WHAT YOU SHOULD DO »
Check each line of the entries below for the word "derive", and copy the lines that have it.

Stored data
-=-=-=-=-

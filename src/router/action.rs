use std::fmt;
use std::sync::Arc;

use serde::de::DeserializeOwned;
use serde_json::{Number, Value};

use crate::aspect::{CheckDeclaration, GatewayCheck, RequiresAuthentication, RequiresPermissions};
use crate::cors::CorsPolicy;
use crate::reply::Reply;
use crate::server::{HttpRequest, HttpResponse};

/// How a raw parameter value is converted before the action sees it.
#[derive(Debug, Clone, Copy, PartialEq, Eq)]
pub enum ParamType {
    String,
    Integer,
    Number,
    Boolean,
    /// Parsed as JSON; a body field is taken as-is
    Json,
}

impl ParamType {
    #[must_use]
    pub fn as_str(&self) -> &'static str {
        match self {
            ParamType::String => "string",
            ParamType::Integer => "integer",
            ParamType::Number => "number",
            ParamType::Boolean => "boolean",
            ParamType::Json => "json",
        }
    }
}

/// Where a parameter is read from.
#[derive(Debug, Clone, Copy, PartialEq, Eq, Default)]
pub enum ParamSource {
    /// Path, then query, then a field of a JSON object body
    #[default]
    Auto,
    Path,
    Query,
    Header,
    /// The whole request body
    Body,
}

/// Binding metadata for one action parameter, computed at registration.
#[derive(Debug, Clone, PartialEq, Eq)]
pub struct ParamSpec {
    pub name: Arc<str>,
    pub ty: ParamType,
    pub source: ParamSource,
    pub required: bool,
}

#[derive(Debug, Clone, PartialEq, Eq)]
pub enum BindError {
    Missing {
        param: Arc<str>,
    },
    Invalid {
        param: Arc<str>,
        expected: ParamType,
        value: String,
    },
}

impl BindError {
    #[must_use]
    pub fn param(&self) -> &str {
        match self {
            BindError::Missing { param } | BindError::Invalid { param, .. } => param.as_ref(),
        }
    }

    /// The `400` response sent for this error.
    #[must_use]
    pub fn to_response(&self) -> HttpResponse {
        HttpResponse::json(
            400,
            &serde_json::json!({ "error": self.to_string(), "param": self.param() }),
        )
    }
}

-=-=-=-=-

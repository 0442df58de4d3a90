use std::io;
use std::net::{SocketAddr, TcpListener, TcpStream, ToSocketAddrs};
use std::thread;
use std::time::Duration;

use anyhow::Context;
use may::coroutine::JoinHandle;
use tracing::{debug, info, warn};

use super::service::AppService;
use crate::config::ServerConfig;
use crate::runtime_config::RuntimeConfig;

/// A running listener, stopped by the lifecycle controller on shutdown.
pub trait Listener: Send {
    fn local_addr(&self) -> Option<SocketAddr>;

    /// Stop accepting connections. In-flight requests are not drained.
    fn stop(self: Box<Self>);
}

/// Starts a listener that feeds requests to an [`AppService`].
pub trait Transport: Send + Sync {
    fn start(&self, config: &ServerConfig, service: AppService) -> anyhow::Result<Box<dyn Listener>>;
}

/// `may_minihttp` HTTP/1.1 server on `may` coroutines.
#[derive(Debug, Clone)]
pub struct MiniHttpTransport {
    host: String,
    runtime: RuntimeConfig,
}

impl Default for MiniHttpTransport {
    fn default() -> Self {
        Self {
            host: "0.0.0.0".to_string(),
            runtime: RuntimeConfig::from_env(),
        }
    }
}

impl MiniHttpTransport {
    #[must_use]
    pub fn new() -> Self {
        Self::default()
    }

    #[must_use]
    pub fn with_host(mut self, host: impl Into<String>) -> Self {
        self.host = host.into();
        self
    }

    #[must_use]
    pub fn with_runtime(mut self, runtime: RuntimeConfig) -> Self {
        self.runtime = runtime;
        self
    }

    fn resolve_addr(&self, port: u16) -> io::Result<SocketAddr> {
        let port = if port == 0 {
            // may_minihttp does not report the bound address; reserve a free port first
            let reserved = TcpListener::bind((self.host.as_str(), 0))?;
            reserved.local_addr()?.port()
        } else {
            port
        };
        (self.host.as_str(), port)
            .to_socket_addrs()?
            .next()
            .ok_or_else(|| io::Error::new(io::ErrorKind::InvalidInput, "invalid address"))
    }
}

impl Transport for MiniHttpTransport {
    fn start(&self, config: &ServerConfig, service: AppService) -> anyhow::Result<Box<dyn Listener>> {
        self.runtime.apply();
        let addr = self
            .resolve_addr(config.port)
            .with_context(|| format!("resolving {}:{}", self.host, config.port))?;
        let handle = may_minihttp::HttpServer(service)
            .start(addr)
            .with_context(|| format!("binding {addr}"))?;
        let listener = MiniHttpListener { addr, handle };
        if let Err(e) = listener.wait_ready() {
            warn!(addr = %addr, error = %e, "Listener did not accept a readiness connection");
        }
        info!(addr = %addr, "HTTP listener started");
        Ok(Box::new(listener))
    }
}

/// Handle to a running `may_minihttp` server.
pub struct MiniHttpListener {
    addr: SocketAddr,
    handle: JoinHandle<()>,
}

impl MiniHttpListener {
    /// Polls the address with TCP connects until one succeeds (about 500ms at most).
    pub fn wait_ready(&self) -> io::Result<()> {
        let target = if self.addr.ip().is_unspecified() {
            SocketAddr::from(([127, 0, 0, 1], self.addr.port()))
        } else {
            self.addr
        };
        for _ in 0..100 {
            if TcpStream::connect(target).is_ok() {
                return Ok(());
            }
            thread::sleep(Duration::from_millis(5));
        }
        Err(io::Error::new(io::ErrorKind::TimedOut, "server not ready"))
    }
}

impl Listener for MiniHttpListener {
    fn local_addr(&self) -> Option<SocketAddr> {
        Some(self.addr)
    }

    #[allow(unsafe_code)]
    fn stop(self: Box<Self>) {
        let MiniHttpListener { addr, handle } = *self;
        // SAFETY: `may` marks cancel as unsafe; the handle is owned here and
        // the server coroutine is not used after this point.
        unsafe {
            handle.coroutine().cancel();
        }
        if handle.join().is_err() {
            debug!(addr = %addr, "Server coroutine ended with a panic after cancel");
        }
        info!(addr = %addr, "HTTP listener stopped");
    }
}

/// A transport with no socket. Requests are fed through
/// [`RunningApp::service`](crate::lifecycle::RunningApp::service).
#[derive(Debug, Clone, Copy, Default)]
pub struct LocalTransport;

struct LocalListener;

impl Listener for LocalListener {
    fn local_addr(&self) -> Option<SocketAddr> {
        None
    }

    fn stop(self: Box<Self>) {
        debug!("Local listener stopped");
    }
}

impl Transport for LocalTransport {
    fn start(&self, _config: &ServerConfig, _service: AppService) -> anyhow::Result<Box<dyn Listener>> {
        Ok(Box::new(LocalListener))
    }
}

-=-=-=-=-

SOLUTION FOR THIS TASK »
#[derive(Debug, Clone, Copy, PartialEq, Eq)]
#[derive(Debug, Clone, Copy, PartialEq, Eq, Default)]
#[derive(Debug, Clone, PartialEq, Eq)]
#[derive(Debug, Clone, PartialEq, Eq)]
#[derive(Debug, Clone)]
#[derive(Debug, Clone, Copy, Default)]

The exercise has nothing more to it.